Emily reached across the table to pat the back of his hand. “Papa-in-Law has always said that if you wanted to come home at any time, Uncle Matthew, you would do it,” she said. “He says that your not coming means you want nothing to do with any of us and is a decision we must respect. He says he never fully understood you and does not now—because you do not choose to be understood. He did not want us to come bothering you when Phil asked him a couple of weeks or so ago if we might. But he did not forbid it. Not that he could, of course, since Phil is a grown man. But he said if we wanted to try, then we must do so, though we must be ready to find that you would not welcome us very warmly.”

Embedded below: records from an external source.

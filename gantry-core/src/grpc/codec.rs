//! # Dynamic Wire Codec
//!
//! An implementation of `tonic::codec::Codec` that carries [`DynamicMessage`] values,
//! bypassing the need for generated Rust structs.
//!
//! The encoder serializes an already-validated `DynamicMessage` into the gRPC byte
//! buffer; the decoder reads raw bytes from the wire and interprets them with the
//! response descriptor. Validation of loosely-typed input happens earlier, in
//! [`crate::json`], so the codec itself only deals with schema-typed values.
use prost::Message;
use prost_reflect::{DynamicMessage, MessageDescriptor, ReflectMessage};
use tonic::{
    Status,
    codec::{Codec, DecodeBuf, Decoder, EncodeBuf, Encoder},
};

/// A `tonic` codec for messages whose schema is resolved at runtime.
///
/// It holds the descriptors for both the request and the response messages, allowing it
/// to perform dynamic serialization in either direction.
pub struct DynamicCodec {
    /// Schema for the input message.
    request: MessageDescriptor,
    /// Schema for the output message.
    response: MessageDescriptor,
}

impl DynamicCodec {
    pub fn new(request: MessageDescriptor, response: MessageDescriptor) -> Self {
        Self { request, response }
    }
}

impl Codec for DynamicCodec {
    type Encode = DynamicMessage;
    type Decode = DynamicMessage;

    type Encoder = DynamicEncoder;
    type Decoder = DynamicDecoder;

    fn encoder(&mut self) -> Self::Encoder {
        DynamicEncoder(self.request.clone())
    }

    fn decoder(&mut self) -> Self::Decoder {
        DynamicDecoder(self.response.clone())
    }
}

/// Serializes a [`DynamicMessage`] into Protobuf bytes.
pub struct DynamicEncoder(MessageDescriptor);

impl Encoder for DynamicEncoder {
    type Item = DynamicMessage;
    type Error = Status;

    fn encode(&mut self, item: Self::Item, dst: &mut EncodeBuf<'_>) -> Result<(), Self::Error> {
        debug_assert_eq!(item.descriptor(), self.0);
        item.encode_raw(dst);
        Ok(())
    }
}

/// Deserializes Protobuf bytes into a [`DynamicMessage`].
pub struct DynamicDecoder(MessageDescriptor);

impl Decoder for DynamicDecoder {
    type Item = DynamicMessage;
    type Error = Status;

    fn decode(&mut self, src: &mut DecodeBuf<'_>) -> Result<Option<Self::Item>, Self::Error> {
        let mut message = DynamicMessage::new(self.0.clone());
        message
            .merge(src)
            .map_err(|e| Status::internal(format!("Failed to decode Protobuf bytes: {}", e)))?;
        Ok(Some(message))
    }
}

Matthew sat very still, taking in all her words. Then he sighed. “I was never happy as a boy,” Matthew said. “I did not fit in. I do not put all the blame on my parents or upon your father, Philip. They tried their best, I believe. It was just that their best was not what I wanted or needed. Eventually, after my wife and daughter died and the comfort my family offered me was to tell me that itwas better that way and God’s will had been done, I had to leave. I stayed away for longer than ten years, learning wood carving and carpentry as well as some things about myself and what I wanted of the rest of my life. When I returned, I decided it was best not to renew any ties with my family. And when they did not reach out to me, it seemed they felt the same way, and I was relieved. I never did understand why my grandmother changed her will to leave her property to me instead of to your father as she had always intended. It must have come as a severe shock to him and to my parents, your grandparents.”
“Well, no.” Philip laughed as he stirred sugar into his second cup of tea. “It could be no shock, could it, since Papa was the one who had suggested it.”
Matthew stared blankly at him. “Suggested what?” he asked.